pub mod memory;
pub mod seed;

pub use memory::InMemoryStore;
pub use seed::SeedData;
//! Picks the one holiday a run campaigns around.

use campaign_core::types::{HolidayEvent, HolidayFact};

/// Type weight + travel-impact weight + proximity weight. Events 7 to 21
/// days out sit in the preparation sweet spot and score highest.
pub fn holiday_score(event: &HolidayEvent) -> u32 {
    let kind = match event.kind.as_str() {
        "Major Festival" => 10,
        "Religious Festival" => 8,
        "Festival" => 7,
        _ => 0,
    };
    let travel = match event
        .travel_impact
        .as_deref()
        .map(str::to_ascii_lowercase)
        .as_deref()
    {
        Some("high") => 5,
        Some("medium") => 3,
        _ => 0,
    };
    let proximity = match event.days_until {
        7..=21 => 8,
        3..=30 => 5,
        _ => 0,
    };
    kind + travel + proximity
}

/// Highest score wins; ties go to the closest event.
pub fn select_primary_holiday(events: &[HolidayEvent]) -> Option<HolidayFact> {
    let mut ranked: Vec<(&HolidayEvent, u32)> =
        events.iter().map(|e| (e, holiday_score(e))).collect();
    ranked.sort_by_key(|(e, _)| e.date);
    ranked.sort_by(|a, b| b.1.cmp(&a.1));
    ranked.first().map(|(event, score)| HolidayFact {
        name: event.name.clone(),
        date: event.date,
        kind: event.kind.clone(),
        cultural_significance: event.cultural_significance.clone(),
        travel_impact: event.travel_impact.clone(),
        days_until: event.days_until,
        priority_score: *score,
    })
}
//! Email delivery: message composition, paced batch dispatch and
//! per-recipient status tracking.

pub mod dispatch;
pub mod email;
pub mod pacing;

pub use dispatch::{DispatchEngine, DispatchReport};
pub use email::EmailComposer;
pub use pacing::{RatePlan, RecordingPacer, TokioPacer};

····················

The required result is a verbatim copy of all the entries.

- [Output for this exercise]
pub mod memory;
pub mod seed;

pub use memory::InMemoryStore;
pub use seed::SeedData;
//! Picks the one holiday a run campaigns around.

use campaign_core::types::{HolidayEvent, HolidayFact};

/// Type weight + travel-impact weight + proximity weight. Events 7 to 21
/// days out sit in the preparation sweet spot and score highest.
pub fn holiday_score(event: &HolidayEvent) -> u32 {
    let kind = match event.kind.as_str() {
        "Major Festival" => 10,
        "Religious Festival" => 8,
        "Festival" => 7,
        _ => 0,
    };
    let travel = match event
        .travel_impact
        .as_deref()
        .map(str::to_ascii_lowercase)
        .as_deref()
    {
        Some("high") => 5,
        Some("medium") => 3,
        _ => 0,
    };
    let proximity = match event.days_until {
        7..=21 => 8,
        3..=30 => 5,
        _ => 0,
    };
    kind + travel + proximity
}

/// Highest score wins; ties go to the closest event.
pub fn select_primary_holiday(events: &[HolidayEvent]) -> Option<HolidayFact> {
    let mut ranked: Vec<(&HolidayEvent, u32)> =
        events.iter().map(|e| (e, holiday_score(e))).collect();
    ranked.sort_by_key(|(e, _)| e.date);
    ranked.sort_by(|a, b| b.1.cmp(&a.1));
    ranked.first().map(|(event, score)| HolidayFact {
        name: event.name.clone(),
        date: event.date,
        kind: event.kind.clone(),
        cultural_significance: event.cultural_significance.clone(),
        travel_impact: event.travel_impact.clone(),
        days_until: event.days_until,
        priority_score: *score,
    })
}
//! Email delivery: message composition, paced batch dispatch and
//! per-recipient status tracking.

pub mod dispatch;
pub mod email;
pub mod pacing;

pub use dispatch::{DispatchEngine, DispatchReport};
pub use email::EmailComposer;
pub use pacing::{RatePlan, RecordingPacer, TokioPacer};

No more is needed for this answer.